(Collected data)

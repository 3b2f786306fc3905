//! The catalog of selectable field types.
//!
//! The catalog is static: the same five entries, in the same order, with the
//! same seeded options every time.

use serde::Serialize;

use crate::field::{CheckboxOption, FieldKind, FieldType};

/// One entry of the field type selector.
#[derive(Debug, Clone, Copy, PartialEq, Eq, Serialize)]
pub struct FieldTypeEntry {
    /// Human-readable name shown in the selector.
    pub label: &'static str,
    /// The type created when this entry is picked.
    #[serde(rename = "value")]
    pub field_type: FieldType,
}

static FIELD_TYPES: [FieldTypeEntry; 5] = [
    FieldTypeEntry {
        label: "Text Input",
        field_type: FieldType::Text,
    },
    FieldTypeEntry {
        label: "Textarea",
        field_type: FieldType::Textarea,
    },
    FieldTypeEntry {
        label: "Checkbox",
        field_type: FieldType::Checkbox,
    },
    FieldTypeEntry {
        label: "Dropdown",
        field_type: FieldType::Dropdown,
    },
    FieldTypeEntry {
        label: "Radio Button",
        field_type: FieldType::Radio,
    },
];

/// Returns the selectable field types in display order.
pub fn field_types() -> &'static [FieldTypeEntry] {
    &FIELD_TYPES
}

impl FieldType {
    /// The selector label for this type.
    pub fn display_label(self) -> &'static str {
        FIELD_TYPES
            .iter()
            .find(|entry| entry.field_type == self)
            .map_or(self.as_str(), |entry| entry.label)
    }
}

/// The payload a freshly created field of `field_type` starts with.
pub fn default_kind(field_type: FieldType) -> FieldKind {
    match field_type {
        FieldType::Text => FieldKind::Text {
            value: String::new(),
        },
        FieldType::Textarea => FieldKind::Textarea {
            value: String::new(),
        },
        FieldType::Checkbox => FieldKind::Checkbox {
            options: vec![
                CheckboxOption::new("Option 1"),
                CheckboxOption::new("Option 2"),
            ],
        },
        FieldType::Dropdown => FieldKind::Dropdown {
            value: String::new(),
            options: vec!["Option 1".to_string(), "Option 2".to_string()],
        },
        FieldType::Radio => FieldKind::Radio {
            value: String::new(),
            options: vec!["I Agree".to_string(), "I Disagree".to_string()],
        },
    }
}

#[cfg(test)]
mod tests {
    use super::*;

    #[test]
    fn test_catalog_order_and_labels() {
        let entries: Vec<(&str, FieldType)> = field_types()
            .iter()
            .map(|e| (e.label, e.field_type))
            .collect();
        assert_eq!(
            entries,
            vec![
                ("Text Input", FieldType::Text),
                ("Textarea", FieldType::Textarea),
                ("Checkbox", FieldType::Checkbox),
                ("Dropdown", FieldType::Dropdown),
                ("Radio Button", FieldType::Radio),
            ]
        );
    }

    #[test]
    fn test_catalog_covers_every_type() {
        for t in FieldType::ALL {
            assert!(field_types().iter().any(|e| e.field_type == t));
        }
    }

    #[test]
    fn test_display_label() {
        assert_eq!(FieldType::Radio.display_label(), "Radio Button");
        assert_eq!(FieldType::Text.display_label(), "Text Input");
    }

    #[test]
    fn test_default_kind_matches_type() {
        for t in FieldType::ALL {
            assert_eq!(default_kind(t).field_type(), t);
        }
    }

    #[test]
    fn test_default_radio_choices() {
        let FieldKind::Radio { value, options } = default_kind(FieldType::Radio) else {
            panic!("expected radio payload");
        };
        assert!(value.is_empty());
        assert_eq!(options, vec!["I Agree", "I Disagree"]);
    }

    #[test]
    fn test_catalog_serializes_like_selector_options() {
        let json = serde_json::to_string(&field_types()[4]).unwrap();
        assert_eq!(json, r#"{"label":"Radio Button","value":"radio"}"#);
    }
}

* * *

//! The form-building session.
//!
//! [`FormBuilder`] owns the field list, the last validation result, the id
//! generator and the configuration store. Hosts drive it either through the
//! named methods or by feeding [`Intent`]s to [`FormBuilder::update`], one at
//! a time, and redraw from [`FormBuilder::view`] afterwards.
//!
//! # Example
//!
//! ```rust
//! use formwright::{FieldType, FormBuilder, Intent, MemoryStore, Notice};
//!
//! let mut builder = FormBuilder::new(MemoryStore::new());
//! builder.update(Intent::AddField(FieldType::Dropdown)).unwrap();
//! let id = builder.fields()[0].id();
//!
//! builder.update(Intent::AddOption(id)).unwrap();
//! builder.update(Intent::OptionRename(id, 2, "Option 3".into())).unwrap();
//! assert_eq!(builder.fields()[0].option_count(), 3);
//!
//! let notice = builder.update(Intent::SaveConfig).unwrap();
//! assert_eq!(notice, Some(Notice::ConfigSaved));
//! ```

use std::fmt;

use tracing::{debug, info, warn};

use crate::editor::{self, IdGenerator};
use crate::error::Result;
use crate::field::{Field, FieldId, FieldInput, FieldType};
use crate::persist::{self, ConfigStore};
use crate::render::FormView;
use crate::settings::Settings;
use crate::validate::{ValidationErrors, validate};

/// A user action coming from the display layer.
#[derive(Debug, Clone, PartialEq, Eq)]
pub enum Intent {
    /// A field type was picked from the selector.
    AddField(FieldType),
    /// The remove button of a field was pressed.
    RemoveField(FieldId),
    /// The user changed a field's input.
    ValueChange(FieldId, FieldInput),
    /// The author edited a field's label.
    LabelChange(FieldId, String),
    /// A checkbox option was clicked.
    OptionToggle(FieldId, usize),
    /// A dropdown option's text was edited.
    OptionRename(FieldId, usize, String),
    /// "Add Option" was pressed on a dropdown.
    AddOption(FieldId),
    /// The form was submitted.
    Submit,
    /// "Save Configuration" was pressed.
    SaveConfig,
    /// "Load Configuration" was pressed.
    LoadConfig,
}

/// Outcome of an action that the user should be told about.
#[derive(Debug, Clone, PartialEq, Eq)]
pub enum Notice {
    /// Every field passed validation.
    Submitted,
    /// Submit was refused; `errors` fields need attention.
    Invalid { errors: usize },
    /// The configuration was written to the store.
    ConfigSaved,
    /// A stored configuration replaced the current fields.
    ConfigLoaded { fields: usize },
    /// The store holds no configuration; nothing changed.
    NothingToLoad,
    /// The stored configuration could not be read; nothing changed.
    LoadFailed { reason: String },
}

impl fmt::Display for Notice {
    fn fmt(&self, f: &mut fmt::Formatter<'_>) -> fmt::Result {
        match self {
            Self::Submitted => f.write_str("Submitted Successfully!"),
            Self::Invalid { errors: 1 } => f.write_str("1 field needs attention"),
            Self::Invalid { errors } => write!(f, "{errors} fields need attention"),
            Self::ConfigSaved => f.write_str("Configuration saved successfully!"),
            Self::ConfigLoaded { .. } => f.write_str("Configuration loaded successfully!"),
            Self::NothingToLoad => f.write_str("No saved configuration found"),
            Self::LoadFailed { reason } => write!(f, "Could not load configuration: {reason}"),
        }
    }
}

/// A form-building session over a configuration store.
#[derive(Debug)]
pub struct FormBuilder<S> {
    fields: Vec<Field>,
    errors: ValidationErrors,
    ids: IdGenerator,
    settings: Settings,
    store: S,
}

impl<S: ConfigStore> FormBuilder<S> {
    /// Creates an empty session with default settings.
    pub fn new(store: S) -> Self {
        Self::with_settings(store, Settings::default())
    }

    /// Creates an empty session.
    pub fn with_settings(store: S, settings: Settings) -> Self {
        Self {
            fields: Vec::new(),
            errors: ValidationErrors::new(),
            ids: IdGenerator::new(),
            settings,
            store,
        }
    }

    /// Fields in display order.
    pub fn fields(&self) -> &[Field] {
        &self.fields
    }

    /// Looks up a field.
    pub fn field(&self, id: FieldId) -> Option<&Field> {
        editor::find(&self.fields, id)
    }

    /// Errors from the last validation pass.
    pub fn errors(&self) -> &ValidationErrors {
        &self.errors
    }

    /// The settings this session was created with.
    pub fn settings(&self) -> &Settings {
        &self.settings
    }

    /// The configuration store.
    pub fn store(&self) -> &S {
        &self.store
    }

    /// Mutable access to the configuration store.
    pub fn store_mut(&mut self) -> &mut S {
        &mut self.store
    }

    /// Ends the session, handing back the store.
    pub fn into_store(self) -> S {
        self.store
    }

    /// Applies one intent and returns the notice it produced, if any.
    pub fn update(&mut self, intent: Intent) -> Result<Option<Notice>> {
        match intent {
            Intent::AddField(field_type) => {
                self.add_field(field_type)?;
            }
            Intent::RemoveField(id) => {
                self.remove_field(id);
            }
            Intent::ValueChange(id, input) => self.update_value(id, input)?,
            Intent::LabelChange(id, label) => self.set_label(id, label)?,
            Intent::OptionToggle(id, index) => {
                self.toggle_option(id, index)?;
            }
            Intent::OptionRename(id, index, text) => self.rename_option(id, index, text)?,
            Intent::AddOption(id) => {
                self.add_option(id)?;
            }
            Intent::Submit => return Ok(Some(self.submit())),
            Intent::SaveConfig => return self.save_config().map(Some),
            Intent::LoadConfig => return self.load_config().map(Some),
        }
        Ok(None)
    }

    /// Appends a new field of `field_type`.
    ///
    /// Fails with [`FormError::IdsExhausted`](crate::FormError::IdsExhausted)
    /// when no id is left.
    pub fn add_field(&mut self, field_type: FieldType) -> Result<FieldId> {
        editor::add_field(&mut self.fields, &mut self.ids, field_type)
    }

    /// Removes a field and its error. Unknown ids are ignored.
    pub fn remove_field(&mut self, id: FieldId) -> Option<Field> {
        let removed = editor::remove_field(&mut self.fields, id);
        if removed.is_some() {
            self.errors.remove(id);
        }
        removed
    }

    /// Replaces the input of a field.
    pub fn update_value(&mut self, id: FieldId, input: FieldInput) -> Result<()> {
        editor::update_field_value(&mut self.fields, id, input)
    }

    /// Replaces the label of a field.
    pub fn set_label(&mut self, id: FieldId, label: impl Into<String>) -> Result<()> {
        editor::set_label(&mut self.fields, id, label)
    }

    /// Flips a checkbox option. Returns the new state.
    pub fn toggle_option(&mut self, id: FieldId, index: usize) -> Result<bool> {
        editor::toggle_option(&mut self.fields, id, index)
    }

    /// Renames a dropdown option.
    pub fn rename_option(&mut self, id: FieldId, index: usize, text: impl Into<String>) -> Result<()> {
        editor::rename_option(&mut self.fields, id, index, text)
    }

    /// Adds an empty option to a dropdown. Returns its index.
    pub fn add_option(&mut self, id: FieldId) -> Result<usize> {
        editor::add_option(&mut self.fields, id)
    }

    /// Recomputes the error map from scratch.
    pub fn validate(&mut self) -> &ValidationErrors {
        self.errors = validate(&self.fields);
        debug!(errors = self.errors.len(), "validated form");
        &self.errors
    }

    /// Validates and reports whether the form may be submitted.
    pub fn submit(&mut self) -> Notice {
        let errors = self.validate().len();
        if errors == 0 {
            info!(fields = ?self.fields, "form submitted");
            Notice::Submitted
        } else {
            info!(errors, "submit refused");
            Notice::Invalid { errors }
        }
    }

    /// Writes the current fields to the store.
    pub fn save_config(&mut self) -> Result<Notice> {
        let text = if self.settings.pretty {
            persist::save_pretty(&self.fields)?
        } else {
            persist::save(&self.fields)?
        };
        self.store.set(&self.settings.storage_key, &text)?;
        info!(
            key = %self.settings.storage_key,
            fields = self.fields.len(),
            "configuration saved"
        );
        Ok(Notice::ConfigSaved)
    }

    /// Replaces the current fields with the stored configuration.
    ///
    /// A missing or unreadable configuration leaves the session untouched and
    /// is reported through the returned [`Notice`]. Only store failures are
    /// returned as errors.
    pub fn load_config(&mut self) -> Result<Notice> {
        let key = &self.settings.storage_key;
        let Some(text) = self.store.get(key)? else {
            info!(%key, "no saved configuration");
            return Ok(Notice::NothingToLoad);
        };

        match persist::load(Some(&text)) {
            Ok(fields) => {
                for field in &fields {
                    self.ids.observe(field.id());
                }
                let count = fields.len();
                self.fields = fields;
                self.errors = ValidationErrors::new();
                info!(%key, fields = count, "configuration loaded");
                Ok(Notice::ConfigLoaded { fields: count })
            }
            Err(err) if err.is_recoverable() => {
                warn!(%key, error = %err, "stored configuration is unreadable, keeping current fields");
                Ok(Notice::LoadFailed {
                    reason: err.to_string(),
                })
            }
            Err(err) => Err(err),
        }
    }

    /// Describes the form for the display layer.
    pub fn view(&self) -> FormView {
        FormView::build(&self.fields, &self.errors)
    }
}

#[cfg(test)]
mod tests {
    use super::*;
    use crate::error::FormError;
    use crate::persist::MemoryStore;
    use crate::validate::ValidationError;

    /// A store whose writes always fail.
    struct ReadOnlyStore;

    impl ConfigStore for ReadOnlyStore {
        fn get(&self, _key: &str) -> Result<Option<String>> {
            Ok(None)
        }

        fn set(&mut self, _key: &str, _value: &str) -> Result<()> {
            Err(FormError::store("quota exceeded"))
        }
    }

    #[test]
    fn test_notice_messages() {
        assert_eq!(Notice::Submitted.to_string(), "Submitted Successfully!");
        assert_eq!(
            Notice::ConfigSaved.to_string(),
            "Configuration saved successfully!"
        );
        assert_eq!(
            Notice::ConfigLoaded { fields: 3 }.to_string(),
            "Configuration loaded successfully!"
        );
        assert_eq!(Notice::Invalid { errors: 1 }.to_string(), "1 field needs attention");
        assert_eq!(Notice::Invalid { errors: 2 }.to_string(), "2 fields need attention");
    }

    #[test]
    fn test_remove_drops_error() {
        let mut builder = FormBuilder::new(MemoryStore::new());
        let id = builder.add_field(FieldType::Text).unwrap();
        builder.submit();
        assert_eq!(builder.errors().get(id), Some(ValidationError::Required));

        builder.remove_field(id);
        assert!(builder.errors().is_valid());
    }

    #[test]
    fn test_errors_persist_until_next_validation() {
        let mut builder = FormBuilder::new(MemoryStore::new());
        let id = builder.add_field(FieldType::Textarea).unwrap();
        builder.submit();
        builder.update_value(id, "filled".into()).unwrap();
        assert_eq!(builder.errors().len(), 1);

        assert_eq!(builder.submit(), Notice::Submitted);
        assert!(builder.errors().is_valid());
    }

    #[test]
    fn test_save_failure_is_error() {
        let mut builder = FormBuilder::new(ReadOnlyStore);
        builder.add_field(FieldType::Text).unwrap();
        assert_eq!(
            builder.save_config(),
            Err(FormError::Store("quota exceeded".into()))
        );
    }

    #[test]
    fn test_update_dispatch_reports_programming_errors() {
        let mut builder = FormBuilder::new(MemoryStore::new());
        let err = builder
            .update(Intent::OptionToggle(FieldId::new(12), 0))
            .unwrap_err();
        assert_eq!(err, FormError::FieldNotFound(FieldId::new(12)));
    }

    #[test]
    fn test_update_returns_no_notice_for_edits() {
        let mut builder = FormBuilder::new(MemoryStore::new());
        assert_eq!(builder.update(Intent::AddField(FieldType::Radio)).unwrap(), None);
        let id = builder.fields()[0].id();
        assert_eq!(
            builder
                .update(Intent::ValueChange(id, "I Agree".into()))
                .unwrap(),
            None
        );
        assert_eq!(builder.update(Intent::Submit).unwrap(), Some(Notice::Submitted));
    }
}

_Task instructions_: Using the records above, pull out each line where the word "OptionRename" occurs.

_Completed exercise_:
//! builder.update(Intent::OptionRename(id, 2, "Option 3".into())).unwrap();
    OptionRename(FieldId, usize, String),
            Intent::OptionRename(id, index, text) => self.rename_option(id, index, text)?,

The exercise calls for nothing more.